▶ [Exercise description] Determine how many lines in the listing contain the string "updated"; respond with the number alone.

*** Opening Information ***

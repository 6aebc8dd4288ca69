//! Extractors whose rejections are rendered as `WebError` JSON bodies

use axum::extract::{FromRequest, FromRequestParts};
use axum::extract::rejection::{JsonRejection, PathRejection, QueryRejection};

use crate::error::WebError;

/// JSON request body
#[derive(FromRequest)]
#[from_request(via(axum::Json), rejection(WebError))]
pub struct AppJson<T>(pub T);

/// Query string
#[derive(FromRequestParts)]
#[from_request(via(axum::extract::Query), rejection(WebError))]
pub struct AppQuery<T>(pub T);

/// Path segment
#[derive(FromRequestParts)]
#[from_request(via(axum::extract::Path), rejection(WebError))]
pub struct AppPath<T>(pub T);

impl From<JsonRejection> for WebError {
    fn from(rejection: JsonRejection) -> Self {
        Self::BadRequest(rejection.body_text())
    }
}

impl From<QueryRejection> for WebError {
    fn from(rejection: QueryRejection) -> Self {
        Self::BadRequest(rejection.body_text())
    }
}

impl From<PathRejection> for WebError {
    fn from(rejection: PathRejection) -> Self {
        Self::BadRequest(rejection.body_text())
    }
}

*** Closing Information ***
*** Opening Information ***

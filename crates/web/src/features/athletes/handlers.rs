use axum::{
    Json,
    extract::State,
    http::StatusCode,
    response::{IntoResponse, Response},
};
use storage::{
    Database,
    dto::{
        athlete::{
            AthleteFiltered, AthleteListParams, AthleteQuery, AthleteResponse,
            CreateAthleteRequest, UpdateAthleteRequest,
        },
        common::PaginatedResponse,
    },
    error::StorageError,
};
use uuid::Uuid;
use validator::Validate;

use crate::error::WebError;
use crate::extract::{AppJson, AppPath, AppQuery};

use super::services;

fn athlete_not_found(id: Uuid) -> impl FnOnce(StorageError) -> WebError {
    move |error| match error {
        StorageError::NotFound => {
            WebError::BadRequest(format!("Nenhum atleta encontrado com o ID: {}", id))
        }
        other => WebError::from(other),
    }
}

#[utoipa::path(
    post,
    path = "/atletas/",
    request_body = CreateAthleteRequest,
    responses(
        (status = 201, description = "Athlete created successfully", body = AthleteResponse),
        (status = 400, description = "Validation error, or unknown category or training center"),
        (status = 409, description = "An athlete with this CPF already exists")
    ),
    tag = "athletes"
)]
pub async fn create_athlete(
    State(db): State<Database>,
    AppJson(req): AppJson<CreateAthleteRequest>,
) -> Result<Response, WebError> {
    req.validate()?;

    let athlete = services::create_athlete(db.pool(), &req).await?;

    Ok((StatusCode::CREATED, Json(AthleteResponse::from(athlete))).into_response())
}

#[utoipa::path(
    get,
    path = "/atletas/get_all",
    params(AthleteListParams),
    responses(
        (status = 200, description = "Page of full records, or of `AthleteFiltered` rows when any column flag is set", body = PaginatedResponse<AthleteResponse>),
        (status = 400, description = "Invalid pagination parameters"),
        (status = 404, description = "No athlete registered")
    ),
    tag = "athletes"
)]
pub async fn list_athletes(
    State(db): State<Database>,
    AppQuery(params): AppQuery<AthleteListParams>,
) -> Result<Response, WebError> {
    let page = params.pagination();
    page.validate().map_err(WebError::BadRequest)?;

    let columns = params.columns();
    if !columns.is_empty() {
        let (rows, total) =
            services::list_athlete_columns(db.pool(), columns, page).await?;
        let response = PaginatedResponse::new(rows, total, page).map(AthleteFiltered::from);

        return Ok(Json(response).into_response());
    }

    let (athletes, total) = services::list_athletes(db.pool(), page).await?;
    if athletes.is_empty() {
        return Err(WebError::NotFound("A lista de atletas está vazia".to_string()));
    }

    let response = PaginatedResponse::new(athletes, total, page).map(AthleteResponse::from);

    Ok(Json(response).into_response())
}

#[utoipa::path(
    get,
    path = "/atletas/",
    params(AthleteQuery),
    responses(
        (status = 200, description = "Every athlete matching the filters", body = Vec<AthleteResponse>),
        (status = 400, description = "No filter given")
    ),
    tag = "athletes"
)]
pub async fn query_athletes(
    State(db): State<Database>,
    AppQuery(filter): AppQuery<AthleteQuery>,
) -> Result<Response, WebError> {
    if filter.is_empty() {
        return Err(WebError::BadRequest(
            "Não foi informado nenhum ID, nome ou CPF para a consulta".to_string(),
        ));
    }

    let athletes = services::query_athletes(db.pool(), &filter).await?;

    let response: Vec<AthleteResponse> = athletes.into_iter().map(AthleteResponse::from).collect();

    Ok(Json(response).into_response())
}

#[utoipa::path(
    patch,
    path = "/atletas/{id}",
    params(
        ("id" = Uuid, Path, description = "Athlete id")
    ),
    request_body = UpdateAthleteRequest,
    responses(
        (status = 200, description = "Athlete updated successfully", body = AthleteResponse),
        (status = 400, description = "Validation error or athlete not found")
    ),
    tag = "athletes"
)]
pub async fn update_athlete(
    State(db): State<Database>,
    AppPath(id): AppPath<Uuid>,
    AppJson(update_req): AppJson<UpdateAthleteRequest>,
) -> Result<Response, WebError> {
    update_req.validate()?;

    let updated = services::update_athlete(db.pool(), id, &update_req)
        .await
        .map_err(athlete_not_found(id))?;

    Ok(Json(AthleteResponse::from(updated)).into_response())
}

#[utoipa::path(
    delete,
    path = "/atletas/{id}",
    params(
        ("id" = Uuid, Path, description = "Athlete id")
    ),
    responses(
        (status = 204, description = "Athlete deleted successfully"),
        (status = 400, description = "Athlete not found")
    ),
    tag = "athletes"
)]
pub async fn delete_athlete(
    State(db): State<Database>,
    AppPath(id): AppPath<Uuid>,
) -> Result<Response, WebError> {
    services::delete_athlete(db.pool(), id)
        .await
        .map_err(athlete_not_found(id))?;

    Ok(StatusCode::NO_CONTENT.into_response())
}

*** Closing Information ***

▶ [Output for this exercise] 3